Sunset Park Asian community holds emergency meeting about coronavirus

SUNSET PARK — With coronavirus fears keeping customers away from some popular Asian eateries and shops in Sunset Park, community leaders banded together on Wednesday, Feb. 19 to discuss the situation.

The latest statistics as of early February show tens of thousands of people worldwide have been infected with the new strain of coronavirus, and many international experts predict that the disease will continue to spread globally.

As of Thursday, Feb. 20, China reported 349 new cases of the virus, the lowest number of infections reported in China in weeks.
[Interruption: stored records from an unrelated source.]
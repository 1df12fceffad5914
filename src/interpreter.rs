//! Lowers a parsed [MappingFile] into the resolved [MappingTree].
//!
//! Interpretation never fails.
//! Missing obfuscated names fall back to the original name.
use indexmap::IndexMap;

use crate::ast::*;
use crate::tree::{ClassMapping, FieldMapping, MappingTree, MethodMapping, ResolvedParameter};

pub struct Interpreter {
    imports: IndexMap<String, String>
}
impl Interpreter {
    pub fn new(imports: &[ImportDeclaration]) -> Interpreter {
        let mut map = IndexMap::with_capacity(imports.len());
        for import in imports {
            // Later imports replace earlier ones with the same key
            map.insert(import.key().to_owned(), import.path.clone());
        }
        Interpreter { imports: map }
    }
    #[inline]
    pub fn imports(&self) -> &IndexMap<String, String> {
        &self.imports
    }
    /// Resolve a type against the import table, exact matches only
    pub fn resolve_type<'a>(&'a self, name: &'a str) -> &'a str {
        self.imports.get(name).map_or(name, String::as_str)
    }
    pub fn class(&self, declaration: ClassDeclaration) -> ClassMapping {
        let ClassDeclaration {
            name, obfuscated_name, metadata, methods,
            fields, inner_classes, aliases
        } = declaration;
        let fallback_obfuscated_name = obfuscated_name.unwrap_or_else(|| name.clone());
        ClassMapping {
            original_name: name,
            fallback_obfuscated_name,
            metadata,
            methods: methods.into_iter().map(|method| self.method(method)).collect(),
            fields: fields.into_iter().map(|field| self.field(field)).collect(),
            inner_classes: inner_classes.into_iter().map(|class| self.class(class)).collect(),
            aliases
        }
    }
    pub fn method(&self, declaration: MethodDeclaration) -> MethodMapping {
        let MethodDeclaration { name, parameters, obfuscated_name, javadoc, aliases, metadata } = declaration;
        let parameters = parameters.iter()
            .map(|param| ResolvedParameter::new(self.resolve_type(&param.type_name), param.varargs))
            .collect();
        MethodMapping {
            obfuscated_name: obfuscated_name.unwrap_or_else(|| name.clone()),
            original_name: name,
            parameters,
            javadoc,
            aliases,
            metadata
        }
    }
    pub fn field(&self, declaration: FieldDeclaration) -> FieldMapping {
        let FieldDeclaration { name, obfuscated_name, aliases, metadata } = declaration;
        FieldMapping {
            obfuscated_name: obfuscated_name.unwrap_or_else(|| name.clone()),
            original_name: name,
            aliases,
            metadata
        }
    }
}

pub fn interpret(file: MappingFile) -> MappingTree {
    let MappingFile { package, imports, classes } = file;
    let interpreter = Interpreter::new(&imports);
    let classes = classes.into_iter()
        .map(|class| interpreter.class(class))
        .collect();
    MappingTree {
        package_name: package.map(|package| package.name).unwrap_or_default(),
        imports: interpreter.imports,
        classes
    }
}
The cumulative total worldwide is 75,780 individuals infected; at least 2,130 people have died from the virus and there are 15 reported cases in the U.S.

Furthermore, 634 cases of the virus have been reported from passengers on board the Diamond Princess cruise ship; two passengers had died as of Thursday.

New York City Comptroller Scott Stringer met with Brooklyn Asian-American Civilian Observation Patrol Chair Louie Liu, Brooklyn Community Improvement Association member Rosita Chan, Ray Acevedo of the Village of Sunset Park and other community activists at Park Asia restaurant, 6521 Eighth Ave., to discuss ways to handle the apparent panic keeping diners and shoppers away from restaurants and retail shops in the neighborhood.

ebrooklyn media/Photos by Arthur De Gaeta
New York City Comptroller Scott Stringer with Asian community leaders Louie Liu and Rosita Chan.

The virus outbreak is believed to have originated from contact between humans and animals and was initially linked to a large seafood market in Wuhan, a city of 11 million in central China. More recently, the Chinese government confirmed that the new virus could spread from human to human, adding to growing fears of a massive outbreak.

“My understanding is that people are scared and are staying at home. This is a good time to get the people out and to educate them about the virus,” said Liu.

Stringer agreed. “We need to impart more education and more understanding of what is actually going on,” said Stringer. “So far, in New York City, we have been very fortunate. We deal with the flu season every year, and if you follow the protocols, wash your hands and make sure you’re not sneezing on people, you can go out and enjoy a big bowl of wonton soup and eat your heart out.”

Liu said that a number of restaurants have been forced to close during the week due to a lack of customers. In fact, at dinner time, the restaurant they were meeting in had only a few patrons. Liu was also concerned about the seafood markets in the neighborhood that were losing customers, including canceled orders from restaurants they would normally supply.

“Not only are the restaurants suffering, but the people who deliver goods are suffering, and it’s not only the Asian businesses, it’s the entire community. Everyone is just afraid of coming into the neighborhood,” said Liu.

ebrooklyn media/Photos by Arthur De Gaeta
New York City Comptroller Scott Stringer meeting with community leaders in a Sunset Park restaurant.

“Look around you. This restaurant should be packed with diners,” added Liu. “Some restaurants are now closing on Monday and Tuesday because of lack of business. A restaurant two blocks away that seats 700 people is closed. People are not coming in to eat because they’re afraid, meanwhile there have been no known cases of the coronavirus in the Sunset Park community.”

The civic leaders discussed the possibility of getting low-interest loans or grants to help the small businesses that are suffering. “I’ll take your suggestions back to the Small Business Administration and the de Blasio administration, depending on how long this is going on,” said Stringer. “We can’t lose our businesses, and people still have to pay rent.”

Stringer called the issue a small business crisis. “We need to educate people and let them know that they should be out and be part of the community like they always have,” Stringers told this paper.

“And the reason I’m here today with my friend Louie Liu and activists in the community is because we want to support our small businesses. This is a time of crisis for them. People are not coming out, people are not on the streets and we want to make it clear that we believe in the small businesses, but we also love the food. So when you don’t go out, you don’t eat well. We have to make sure we support our wait staffs and our owners. That’s what New Yorkers do. We rally around our community,” added Stringer.